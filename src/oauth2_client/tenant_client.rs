// ABOUTME: Tenant-aware OAuth client for multi-tenant fitness platform authentication
// ABOUTME: Provides OAuth flow integration with tenant-specific credentials and rate limiting
//
// SPDX-License-Identifier: MIT OR Apache-2.0
// Copyright (c) 2025 Pierre Fitness Intelligence
// NOTE: All `.clone()` calls in this file are Safe - they are necessary for:
// - OAuth credential string ownership transfers (client_id, client_secret, redirect_uri)
// - Tenant context ownership for multi-tenant OAuth flows

use crate::database_plugins::factory::Database;
use crate::errors::{AppError, AppResult};
use crate::oauth2_client::client::{OAuth2Client, OAuth2Config, OAuth2Token, PkceParams};
use crate::tenant::oauth_manager::{CredentialConfig, TenantOAuthCredentials, TenantOAuthManager};
use crate::tenant::TenantContext;
use std::sync::Arc;
use tokio::sync::Mutex;
use tracing::{info, warn};
use uuid::Uuid;

/// Request for storing tenant OAuth credentials  
#[derive(Debug)]
pub struct StoreCredentialsRequest {
    /// OAuth client ID (public)
    pub client_id: String,
    /// OAuth client secret (will be encrypted)
    pub client_secret: String,
    /// OAuth redirect URI
    pub redirect_uri: String,
    /// OAuth scopes
    pub scopes: Vec<String>,
    /// User who configured these credentials
    pub configured_by: Uuid,
}

/// Tenant-aware OAuth client with credential isolation and rate limiting
pub struct TenantOAuthClient {
    /// OAuth manager handling tenant-specific credentials
    pub oauth_manager: Arc<Mutex<TenantOAuthManager>>,
}

impl TenantOAuthClient {
    /// Create new tenant OAuth client with provided manager
    #[must_use]
    pub fn new(oauth_manager: TenantOAuthManager) -> Self {
        Self {
            oauth_manager: Arc::new(Mutex::new(oauth_manager)),
        }
    }

    /// Get `OAuth2Client` configured for specific tenant and provider
    ///
    /// # Errors
    ///
    /// Returns an error if:
    /// - Tenant exceeds daily rate limit for the provider
    /// - No OAuth credentials configured for tenant and provider
    /// - OAuth configuration creation fails
    pub async fn get_oauth_client(
        &self,
        tenant_context: &TenantContext,
        provider: &str,
        database: &Database,
    ) -> AppResult<OAuth2Client> {
        // Check rate limit first
        let manager = self.oauth_manager.lock().await;
        let (current_usage, daily_limit) =
            manager.check_rate_limit(tenant_context.tenant_id, provider)?;

        if current_usage >= daily_limit {
            return Err(AppError::invalid_input(format!(
                "Tenant {} has exceeded daily rate limit for provider {}: {}/{}",
                tenant_context.tenant_id, provider, current_usage, daily_limit
            )));
        }

        // Get credentials with user-specific priority
        let credentials = manager
            .get_credentials_for_user(
                Some(tenant_context.user_id),
                tenant_context.tenant_id,
                provider,
                database,
            )
            .await?;
        drop(manager);

        // Build OAuth2Config from tenant credentials
        let oauth_config = Self::build_oauth_config(&credentials, provider)?;

        info!(
            "Created OAuth client for tenant={}, provider={}, client_id={}",
            tenant_context.tenant_id, provider, credentials.client_id
        );

        Ok(OAuth2Client::new(oauth_config))
    }

    /// Get authorization URL for tenant-specific OAuth flow
    ///
    /// # Errors
    ///
    /// Returns an error if OAuth client creation or authorization URL generation fails
    pub async fn get_authorization_url(
        &self,
        tenant_context: &TenantContext,
        provider: &str,
        state: &str,
        database: &Database,
    ) -> AppResult<String> {
        let oauth_client = self
            .get_oauth_client(tenant_context, provider, database)
            .await?;
        oauth_client.get_authorization_url(state).map_err(|e| {
            AppError::external_service(
                "oauth2",
                format!("OAuth authorization URL generation failed: {e}"),
            )
        })
    }

    /// Get authorization URL with PKCE for tenant-specific OAuth flow
    ///
    /// # Errors
    ///
    /// Returns an error if OAuth client creation or authorization URL generation fails
    pub async fn get_authorization_url_with_pkce(
        &self,
        tenant_context: &TenantContext,
        provider: &str,
        state: &str,
        pkce: &PkceParams,
        database: &Database,
    ) -> AppResult<String> {
        let oauth_client = self
            .get_oauth_client(tenant_context, provider, database)
            .await?;
        oauth_client
            .get_authorization_url_with_pkce(state, pkce)
            .map_err(|e| {
                AppError::external_service(
                    "oauth2",
                    format!("OAuth authorization URL with PKCE generation failed: {e}"),
                )
            })
    }

    /// Exchange authorization code for access token
    ///
    /// # Errors
    ///
    /// Returns an error if OAuth client creation or token exchange fails
    pub async fn exchange_code(
        &self,
        tenant_context: &TenantContext,
        provider: &str,
        code: &str,
        database: &Database,
    ) -> AppResult<OAuth2Token> {
        let oauth_client = self
            .get_oauth_client(tenant_context, provider, database)
            .await?;
        let token = oauth_client.exchange_code(code).await.map_err(|e| {
            AppError::external_service("oauth2", format!("OAuth code exchange failed: {e}"))
        })?;

        // Increment usage counter
        self.oauth_manager.lock().await.increment_usage(
            tenant_context.tenant_id,
            provider,
            1,
            0,
        )?;

        info!(
            "Successfully exchanged OAuth code for tenant={}, provider={}",
            tenant_context.tenant_id, provider
        );

        Ok(token)
    }

    /// Exchange authorization code with PKCE for access token
    ///
    /// # Errors
    ///
    /// Returns an error if OAuth client creation or token exchange fails
    pub async fn exchange_code_with_pkce(
        &self,
        tenant_context: &TenantContext,
        provider: &str,
        code: &str,
        pkce: &PkceParams,
        database: &Database,
    ) -> AppResult<OAuth2Token> {
        let oauth_client = self
            .get_oauth_client(tenant_context, provider, database)
            .await?;
        let token = oauth_client
            .exchange_code_with_pkce(code, pkce)
            .await
            .map_err(|e| {
                AppError::external_service(
                    "oauth2",
                    format!("OAuth code exchange with PKCE failed: {e}"),
                )
            })?;

        // Increment usage counter
        self.oauth_manager.lock().await.increment_usage(
            tenant_context.tenant_id,
            provider,
            1,
            0,
        )?;

        info!(
            "Successfully exchanged OAuth code with PKCE for tenant={}, provider={}",
            tenant_context.tenant_id, provider
        );

        Ok(token)
    }

    /// Refresh access token
    ///
    /// # Errors
    ///
    /// Returns an error if OAuth client creation or token refresh fails
    pub async fn refresh_token(
        &self,
        tenant_context: &TenantContext,
        provider: &str,
        refresh_token: &str,
        database: &Database,
    ) -> AppResult<OAuth2Token> {
        let oauth_client = self
            .get_oauth_client(tenant_context, provider, database)
            .await?;
        let token = oauth_client
            .refresh_token(refresh_token)
            .await
            .map_err(|e| {
                AppError::external_service("oauth2", format!("OAuth token refresh failed: {e}"))
            })?;

        // Increment usage counter
        self.oauth_manager.lock().await.increment_usage(
            tenant_context.tenant_id,
            provider,
            1,
            0,
        )?;

        info!(
            "Successfully refreshed OAuth token for tenant={}, provider={}",
            tenant_context.tenant_id, provider
        );

        Ok(token)
    }

    /// Check if tenant can make OAuth requests (rate limit check)
    ///
    /// # Errors
    ///
    /// Returns an error if rate limit checking fails
    pub async fn check_rate_limit(&self, tenant_id: Uuid, provider: &str) -> AppResult<(u32, u32)> {
        let manager = self.oauth_manager.lock().await;
        manager.check_rate_limit(tenant_id, provider)
    }

    /// Get tenant's OAuth credentials (without decrypted secret)
    ///
    /// # Errors
    ///
    /// Returns an error if credential retrieval fails
    pub async fn get_tenant_credentials(
        &self,
        tenant_id: Uuid,
        provider: &str,
        database: &Database,
    ) -> AppResult<Option<TenantOAuthCredentials>> {
        let manager = self.oauth_manager.lock().await;
        manager
            .get_credentials(tenant_id, provider, database)
            .await
            .map(Some)
    }

    /// Store OAuth credentials for a tenant
    ///
    /// # Errors
    ///
    /// Returns an error if credential storage fails
    pub async fn store_credentials(
        &self,
        tenant_id: Uuid,
        provider: &str,
        request: StoreCredentialsRequest,
    ) -> AppResult<()> {
        let config = CredentialConfig {
            client_id: request.client_id,
            client_secret: request.client_secret,
            redirect_uri: request.redirect_uri,
            scopes: request.scopes,
            configured_by: request.configured_by,
        };

        let mut manager = self.oauth_manager.lock().await;
        manager.store_credentials(tenant_id, provider, config)
    }

    /// Build `OAuth2Config` from tenant credentials
    fn build_oauth_config(
        credentials: &TenantOAuthCredentials,
        provider: &str,
    ) -> AppResult<OAuth2Config> {
        let (auth_url, token_url, use_pkce) = match provider {
            "strava" => (
                "https://www.strava.com/oauth/authorize".to_owned(),
                "https://www.strava.com/oauth/token".to_owned(),
                true,
            ),
            "fitbit" => (
                "https://www.fitbit.com/oauth2/authorize".to_owned(),
                "https://api.fitbit.com/oauth2/token".to_owned(),
                true,
            ),
            "garmin" => (
                "https://connect.garmin.com/oauthConfirm".to_owned(),
                "https://connectapi.garmin.com/oauth-service/oauth/access_token".to_owned(),
                false, // Garmin uses OAuth 1.0a, no PKCE
            ),
            "whoop" => (
                "https://api.prod.whoop.com/oauth/oauth2/auth".to_owned(),
                "https://api.prod.whoop.com/oauth/oauth2/token".to_owned(),
                true,
            ),
            "terra" => (
                "https://widget.tryterra.co/session".to_owned(),
                "https://api.tryterra.co/v2/auth/token".to_owned(),
                false, // Terra uses API key auth, not standard OAuth
            ),
            _ => {
                warn!("Unknown provider {}, using generic OAuth URLs", provider);
                return Err(AppError::invalid_input(format!(
                    "Unsupported OAuth provider: {provider}"
                )));
            }
        };

        Ok(OAuth2Config {
            client_id: credentials.client_id.clone(),
            client_secret: credentials.client_secret.clone(),
            auth_url,
            token_url,
            redirect_uri: credentials.redirect_uri.clone(),
            scopes: credentials.scopes.clone(), // Safe: Option<String> ownership for OAuth config
            use_pkce,
        })
    }
}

Instructions for the task: Determine how many lines above contain the string "Successfully". Give only that number.

Output of the task: 3